Deprovision or disable a device

For administrators who manage ChromeOS devices for a business or school.

If you have ChromeOS devices that are no longer being used in your organization, you should deprovision them so that you’re no longer managing them. Deprovisioning the device removes all policies that were on the device as well as device-level printers and the ability to use the device as a kiosk.

If a user loses their device or it’s stolen, you should disable it so that no one else can use it.

When to deprovision a device

  • You have devices with forced re-enrollment that you no longer want to manage.
  • You need to upgrade or replace a device with a newer model.
  • You’re reselling or donating a device or permanently removing it from your organization.
  • You have a defective device that you’re returning or getting repaired.

Note: A device that hasn’t been deprovisioned can't be fully tested and repaired.

For same-model replacements, upgrades associated with a deprovisioned standalone device can be used to enroll other standalone devices that comply with the Chrome Service License Agreement. ChromeOS devices bundled with Chrome Enterprise Upgrade have an integrated perpetual upgrade that cannot be transferred to another device.

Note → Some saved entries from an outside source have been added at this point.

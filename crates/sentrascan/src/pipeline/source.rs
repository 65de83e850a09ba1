//! File listing and retrieval seam.
//!
//! Storage backends implement [`FileSource`]; the orchestrator consumes the
//! listing through a bounded channel so a slow pipeline throttles the lister
//! instead of buffering the whole tree in memory.

use std::path::{Path, PathBuf};

use async_trait::async_trait;
use chrono::{DateTime, Utc};
use log::{debug, warn};
use serde::Serialize;
use tokio::sync::mpsc;
use walkdir::WalkDir;

use crate::agent::ExposureLevel;
use crate::error::SourceError;

/// One listed file, with whatever context the backend can provide.
#[derive(Debug, Clone, Serialize)]
pub struct FileDescriptor {
    pub path: String,
    pub name: String,
    pub size: u64,
    pub modified: Option<DateTime<Utc>>,
    pub owner: Option<String>,
    pub exposure: Option<ExposureLevel>,
    pub adapter: String,
    /// Backend-native identifier, where the backend has one.
    pub item_id: Option<String>,
}

impl FileDescriptor {
    pub fn from_path(path: &Path, size: u64, modified: Option<DateTime<Utc>>) -> Self {
        Self {
            path: path.to_string_lossy().into_owned(),
            name: path
                .file_name()
                .map(|n| n.to_string_lossy().into_owned())
                .unwrap_or_default(),
            size,
            modified,
            owner: None,
            exposure: None,
            adapter: "filesystem".to_string(),
            item_id: None,
        }
    }
}

/// A storage backend the scan pipeline can list and read files from.
///
/// Listing pushes into the provided bounded channel; a full channel suspends
/// the lister, which is the walk stage's backpressure boundary. Closing the
/// channel (by returning) signals exhaustion.
#[async_trait]
pub trait FileSource: Send + Sync {
    fn adapter_name(&self) -> &str;

    /// Whether descriptors from this source carry enough context for the
    /// inventory's content-hash delta check.
    fn supports_delta(&self) -> bool {
        true
    }

    async fn list_files(&self, tx: mpsc::Sender<FileDescriptor>) -> Result<(), SourceError>;

    async fn read_file(&self, descriptor: &FileDescriptor) -> Result<Vec<u8>, SourceError>;
}

fn stat_descriptor(path: &Path) -> Result<FileDescriptor, SourceError> {
    let meta = std::fs::metadata(path).map_err(|source| SourceError::Stat {
        path: path.to_path_buf(),
        source,
    })?;
    let modified = meta.modified().ok().map(DateTime::<Utc>::from);
    Ok(FileDescriptor::from_path(path, meta.len(), modified))
}

fn read_local(descriptor: &FileDescriptor) -> Result<Vec<u8>, SourceError> {
    let path = PathBuf::from(&descriptor.path);
    std::fs::read(&path).map_err(|source| SourceError::ReadFile { path, source })
}

/// Local directory tree source.
pub struct DirectorySource {
    root: PathBuf,
    recursive: bool,
    patterns: Vec<glob::Pattern>,
}

impl DirectorySource {
    pub fn new<P: AsRef<Path>>(root: P) -> Self {
        Self {
            root: root.as_ref().to_path_buf(),
            recursive: true,
            patterns: Vec::new(),
        }
    }

    pub fn recursive(mut self, recursive: bool) -> Self {
        self.recursive = recursive;
        self
    }

    /// Restricts the listing to file names matching any of the glob patterns.
    /// Invalid patterns are dropped with a warning.
    pub fn with_patterns<I, S>(mut self, patterns: I) -> Self
    where
        I: IntoIterator<Item = S>,
        S: AsRef<str>,
    {
        self.patterns = patterns
            .into_iter()
            .filter_map(|p| match glob::Pattern::new(p.as_ref()) {
                Ok(pattern) => Some(pattern),
                Err(e) => {
                    warn!("Ignoring invalid include pattern '{}': {}", p.as_ref(), e);
                    None
                }
            })
            .collect();
        self
    }

    fn matches(&self, name: &str) -> bool {
        self.patterns.is_empty() || self.patterns.iter().any(|p| p.matches(name))
    }
}

#[async_trait]
impl FileSource for DirectorySource {
    fn adapter_name(&self) -> &str {
        "filesystem"
    }

    async fn list_files(&self, tx: mpsc::Sender<FileDescriptor>) -> Result<(), SourceError> {
        if !self.root.exists() {
            return Err(SourceError::MissingTarget {
                path: self.root.clone(),
            });
        }

        let mut walker = WalkDir::new(&self.root).min_depth(1);
        if !self.recursive {
            walker = walker.max_depth(1);
        }

        for entry in walker {
            let entry = match entry {
                Ok(entry) => entry,
                Err(e) => {
                    warn!("Skipping unreadable entry under {}: {}", self.root.display(), e);
                    continue;
                }
            };
            if !entry.file_type().is_file() {
                continue;
            }
            let name = entry.file_name().to_string_lossy();
            if !self.matches(&name) {
                continue;
            }

            let descriptor = match stat_descriptor(entry.path()) {
                Ok(descriptor) => descriptor,
                Err(e) => {
                    warn!("Skipping unstatable file: {}", e);
                    continue;
                }
            };

            // Suspends here when the pipeline lags behind the lister
            if tx.send(descriptor).await.is_err() {
                debug!("Listing consumer dropped; stopping walk");
                break;
            }
        }

        Ok(())
    }

    async fn read_file(&self, descriptor: &FileDescriptor) -> Result<Vec<u8>, SourceError> {
        read_local(descriptor)
    }
}

/// Explicit path-list source, for callers that only hold raw paths.
///
/// Descriptors carry filesystem metadata but no ownership or exposure
/// context, and the source opts out of delta checks.
pub struct FileListSource {
    paths: Vec<PathBuf>,
}

impl FileListSource {
    pub fn new<I, P>(paths: I) -> Self
    where
        I: IntoIterator<Item = P>,
        P: Into<PathBuf>,
    {
        Self {
            paths: paths.into_iter().map(Into::into).collect(),
        }
    }
}

#[async_trait]
impl FileSource for FileListSource {
    fn adapter_name(&self) -> &str {
        "filesystem"
    }

    fn supports_delta(&self) -> bool {
        false
    }

    async fn list_files(&self, tx: mpsc::Sender<FileDescriptor>) -> Result<(), SourceError> {
        for path in &self.paths {
            let descriptor = match stat_descriptor(path) {
                Ok(descriptor) => descriptor,
                Err(e) => {
                    warn!("Skipping listed file: {}", e);
                    continue;
                }
            };
            if tx.send(descriptor).await.is_err() {
                debug!("Listing consumer dropped; stopping list");
                break;
            }
        }
        Ok(())
    }

    async fn read_file(&self, descriptor: &FileDescriptor) -> Result<Vec<u8>, SourceError> {
        read_local(descriptor)
    }
}
pub mod agent;
pub mod detect;
pub mod error;
pub mod pipeline;

pub use agent::{
    AgentPool, AgentPoolConfig, AgentResult, ExposureLevel, FileResult, HealthSnapshot, PoolState,
    PoolStats, WorkItem, WorkMetadata,
};
pub use detect::{DetectedEntity, DetectorBackend, EngineConfig, EntityDetector, PatternDetector};
pub use error::{
    DetectError, ExtractError, PersistError, PoolError, Result, ScanError, SourceError,
};
pub use pipeline::{
    DirectorySource, FileDescriptor, FileListSource, FileSource, InventoryService, RiskTier,
    ScanConfig, ScanEventBroadcaster, ScanOrchestrator, ScanRecord, ScanReport, ScanStats,
    ScanStore,
};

Note: If you deprovision the only bundled device in your organization and have no other upgrades, such as Chrome Enterprise Upgrade or Chrome Education Upgrade, your configured settings and managed devices are removed from the system after 90 days.

Deprovision or re-enroll a device

When to disable a device

Disable a device if it's lost or stolen. Disabled devices remain enrolled in your organization, and will continue to use a Chrome upgrade.

Important: Devices in your organization might not be successfully disabled unless forced re-enrollment is turned on.

Disable or re-enable a device

Device status view in Admin console

Status Devices have been Direct actions you can take from status view
Provisioned Successfully enrolled Deprovision or disable. (Detailed steps above)
Pre-provisioned Prepared for zero-touch enrollment once devices connect to a network Delete or disable (Detailed steps above)
Deprovisioned Deprovisioned No direct action. See steps above to wipe and re-enroll.
Disabled Disabled Re-enable or deprovision. (Detailed steps above)
Suspended Successfully enrolled, but subscription has expired Deprovision.
All Successfully enrolled, deprovisioned, or disabled No direct action.

Note: When deprovisioning or disabling a device, you will need to connect the device to the internet to apply the changes. This step is necessary to allow the ChromeOS device to communicate its status to the server.